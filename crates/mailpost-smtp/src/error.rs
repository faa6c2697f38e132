//! Error types for SMTP submission.

use std::io;
use std::time::Duration;

/// Result type alias for SMTP operations.
pub type Result<T> = std::result::Result<T, Error>;

/// Reasons a submission can fail.
///
/// Every variant renders to a message suitable for showing to a user as-is.
#[derive(Debug, thiserror::Error)]
pub enum Error {
    /// I/O error while connecting or talking to the server.
    #[error("I/O error: {0}")]
    Io(#[from] io::Error),

    /// Connect, read or write did not complete in time.
    #[error("Timed out after {0:?} waiting for the server")]
    Timeout(Duration),

    /// Transport-level protocol violation (e.g. an oversized line).
    #[error("Protocol error: {0}")]
    Protocol(String),

    /// The server greeting did not carry status 220.
    #[error("Unexpected server greeting: {0}")]
    UnexpectedGreeting(String),

    /// Every declared recipient was refused with status 550.
    ///
    /// The session has already been reset and closed when this is returned.
    #[error(
        "All recipients are invalid ({}) -> process exited and mail drop request aborted!",
        .0.join(" ; ")
    )]
    AllRecipientsRejected(Vec<String>),

    /// The reply to DATA did not announce an end-of-data terminator.
    #[error("No ending character was found in the DATA reply: {0}")]
    TerminatorNotFound(String),

    /// A reply was refused under strict validation.
    #[error("{step} rejected by server: {reply}")]
    Rejected {
        /// Dialogue step that was refused (e.g. `MAIL FROM`).
        step: &'static str,
        /// Server reply text.
        reply: String,
    },

    /// A required header is absent from the header set.
    #[error("Missing required header: {0}")]
    MissingHeader(&'static str),

    /// Invalid email address.
    #[error("Invalid email address: {0}")]
    InvalidAddress(String),

    /// A header value contains a line break.
    #[error("Header {0} must not contain a line break")]
    InvalidHeader(String),

    /// The `To:` header produced no recipient address.
    #[error("No recipients specified")]
    NoRecipients,
}

impl Error {
    /// Creates a strict-validation rejection for the given step.
    #[must_use]
    pub fn rejected(step: &'static str, reply: impl Into<String>) -> Self {
        Self::Rejected {
            step,
            reply: reply.into(),
        }
    }

    /// Returns true if the failure happened at the transport level.
    #[must_use]
    pub const fn is_transport(&self) -> bool {
        matches!(self, Self::Io(_) | Self::Timeout(_) | Self::Protocol(_))
    }
}

#[cfg(test)]
#[allow(clippy::unwrap_used)]
mod tests {
    use super::*;

    #[test]
    fn all_rejected_lists_addresses() {
        let err = Error::AllRecipientsRejected(vec!["a@x.com".into(), "b@y.com".into()]);
        assert_eq!(
            err.to_string(),
            "All recipients are invalid (a@x.com ; b@y.com) -> process exited and mail drop request aborted!"
        );
    }

    #[test]
    fn greeting_carries_server_text() {
        let err = Error::UnexpectedGreeting("554 no service".into());
        assert!(err.to_string().contains("554 no service"));
    }

    #[test]
    fn rejected_names_step() {
        let err = Error::rejected("MAIL FROM", "553 sender refused");
        assert_eq!(err.to_string(), "MAIL FROM rejected by server: 553 sender refused");
    }

    #[test]
    fn classification() {
        let io = Error::Io(io::Error::new(io::ErrorKind::ConnectionReset, "reset"));
        assert!(io.is_transport());
        assert!(Error::Timeout(Duration::from_secs(1)).is_transport());
        assert!(!Error::NoRecipients.is_transport());
        assert!(!Error::TerminatorNotFound(String::new()).is_transport());
    }
}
# # # # #
• **Problem**
Everything from the line that has "a line break." to the final line above should be retyped exactly, and nothing else.

• **Expected answer**
    /// A header value contains a line break.
    #[error("Header {0} must not contain a line break")]
    InvalidHeader(String),

    /// The `To:` header produced no recipient address.
    #[error("No recipients specified")]
    NoRecipients,
}

impl Error {
    /// Creates a strict-validation rejection for the given step.
    #[must_use]
    pub fn rejected(step: &'static str, reply: impl Into<String>) -> Self {
        Self::Rejected {
            step,
            reply: reply.into(),
        }
    }

    /// Returns true if the failure happened at the transport level.
    #[must_use]
    pub const fn is_transport(&self) -> bool {
        matches!(self, Self::Io(_) | Self::Timeout(_) | Self::Protocol(_))
    }
}

#[cfg(test)]
#[allow(clippy::unwrap_used)]
mod tests {
    use super::*;

    #[test]
    fn all_rejected_lists_addresses() {
        let err = Error::AllRecipientsRejected(vec!["a@x.com".into(), "b@y.com".into()]);
        assert_eq!(
            err.to_string(),
            "All recipients are invalid (a@x.com ; b@y.com) -> process exited and mail drop request aborted!"
        );
    }

    #[test]
    fn greeting_carries_server_text() {
        let err = Error::UnexpectedGreeting("554 no service".into());
        assert!(err.to_string().contains("554 no service"));
    }

    #[test]
    fn rejected_names_step() {
        let err = Error::rejected("MAIL FROM", "553 sender refused");
        assert_eq!(err.to_string(), "MAIL FROM rejected by server: 553 sender refused");
    }

    #[test]
    fn classification() {
        let io = Error::Io(io::Error::new(io::ErrorKind::ConnectionReset, "reset"));
        assert!(io.is_transport());
        assert!(Error::Timeout(Duration::from_secs(1)).is_transport());
        assert!(!Error::NoRecipients.is_transport());
        assert!(!Error::TerminatorNotFound(String::new()).is_transport());
    }
}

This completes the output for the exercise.